### EXERCISE GOAL
The response must restate the data exactly, with nothing left out.

_ _ _ _

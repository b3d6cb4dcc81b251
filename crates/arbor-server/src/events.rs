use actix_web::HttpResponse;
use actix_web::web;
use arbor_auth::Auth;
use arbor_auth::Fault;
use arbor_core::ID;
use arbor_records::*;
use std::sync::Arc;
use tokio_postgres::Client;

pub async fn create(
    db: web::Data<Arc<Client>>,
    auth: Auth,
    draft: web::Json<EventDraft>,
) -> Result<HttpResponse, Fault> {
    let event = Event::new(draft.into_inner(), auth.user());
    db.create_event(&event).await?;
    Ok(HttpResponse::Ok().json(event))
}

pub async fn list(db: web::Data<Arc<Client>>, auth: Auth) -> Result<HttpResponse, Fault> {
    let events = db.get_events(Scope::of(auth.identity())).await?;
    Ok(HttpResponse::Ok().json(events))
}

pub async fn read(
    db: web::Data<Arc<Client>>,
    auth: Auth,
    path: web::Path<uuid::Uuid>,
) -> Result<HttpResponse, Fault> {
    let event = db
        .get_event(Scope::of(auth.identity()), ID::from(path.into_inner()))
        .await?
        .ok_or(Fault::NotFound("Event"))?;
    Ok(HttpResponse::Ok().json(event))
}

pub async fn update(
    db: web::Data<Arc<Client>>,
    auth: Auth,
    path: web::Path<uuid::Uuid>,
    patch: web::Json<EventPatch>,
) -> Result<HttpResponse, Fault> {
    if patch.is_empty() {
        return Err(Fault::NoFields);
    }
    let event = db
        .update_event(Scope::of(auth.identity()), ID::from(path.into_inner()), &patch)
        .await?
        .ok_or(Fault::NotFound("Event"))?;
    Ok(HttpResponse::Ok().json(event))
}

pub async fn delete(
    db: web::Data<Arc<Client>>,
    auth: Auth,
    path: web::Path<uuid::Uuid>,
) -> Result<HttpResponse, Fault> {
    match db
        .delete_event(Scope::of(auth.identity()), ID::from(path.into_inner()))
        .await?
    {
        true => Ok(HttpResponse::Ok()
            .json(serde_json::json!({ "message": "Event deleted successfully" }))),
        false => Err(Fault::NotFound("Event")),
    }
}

_ _ _ _

### WRITTEN SOLUTION
repository b3d6cb4dcc81b251
filename crates/arbor-server/src/events.rs
use actix_web::HttpResponse;
use actix_web::web;
use arbor_auth::Auth;
use arbor_auth::Fault;
use arbor_core::ID;
use arbor_records::*;
use std::sync::Arc;
use tokio_postgres::Client;

pub async fn create(
    db: web::Data<Arc<Client>>,
    auth: Auth,
    draft: web::Json<EventDraft>,
) -> Result<HttpResponse, Fault> {
    let event = Event::new(draft.into_inner(), auth.user());
    db.create_event(&event).await?;
    Ok(HttpResponse::Ok().json(event))
}

pub async fn list(db: web::Data<Arc<Client>>, auth: Auth) -> Result<HttpResponse, Fault> {
    let events = db.get_events(Scope::of(auth.identity())).await?;
    Ok(HttpResponse::Ok().json(events))
}

pub async fn read(
    db: web::Data<Arc<Client>>,
    auth: Auth,
    path: web::Path<uuid::Uuid>,
) -> Result<HttpResponse, Fault> {
    let event = db
        .get_event(Scope::of(auth.identity()), ID::from(path.into_inner()))
        .await?
        .ok_or(Fault::NotFound("Event"))?;
    Ok(HttpResponse::Ok().json(event))
}

pub async fn update(
    db: web::Data<Arc<Client>>,
    auth: Auth,
    path: web::Path<uuid::Uuid>,
    patch: web::Json<EventPatch>,
) -> Result<HttpResponse, Fault> {
    if patch.is_empty() {
        return Err(Fault::NoFields);
    }
    let event = db
        .update_event(Scope::of(auth.identity()), ID::from(path.into_inner()), &patch)
        .await?
        .ok_or(Fault::NotFound("Event"))?;
    Ok(HttpResponse::Ok().json(event))
}

pub async fn delete(
    db: web::Data<Arc<Client>>,
    auth: Auth,
    path: web::Path<uuid::Uuid>,
) -> Result<HttpResponse, Fault> {
    match db
        .delete_event(Scope::of(auth.identity()), ID::from(path.into_inner()))
        .await?
    {
        true => Ok(HttpResponse::Ok()
            .json(serde_json::json!({ "message": "Event deleted successfully" }))),
        false => Err(Fault::NotFound("Event")),
    }
}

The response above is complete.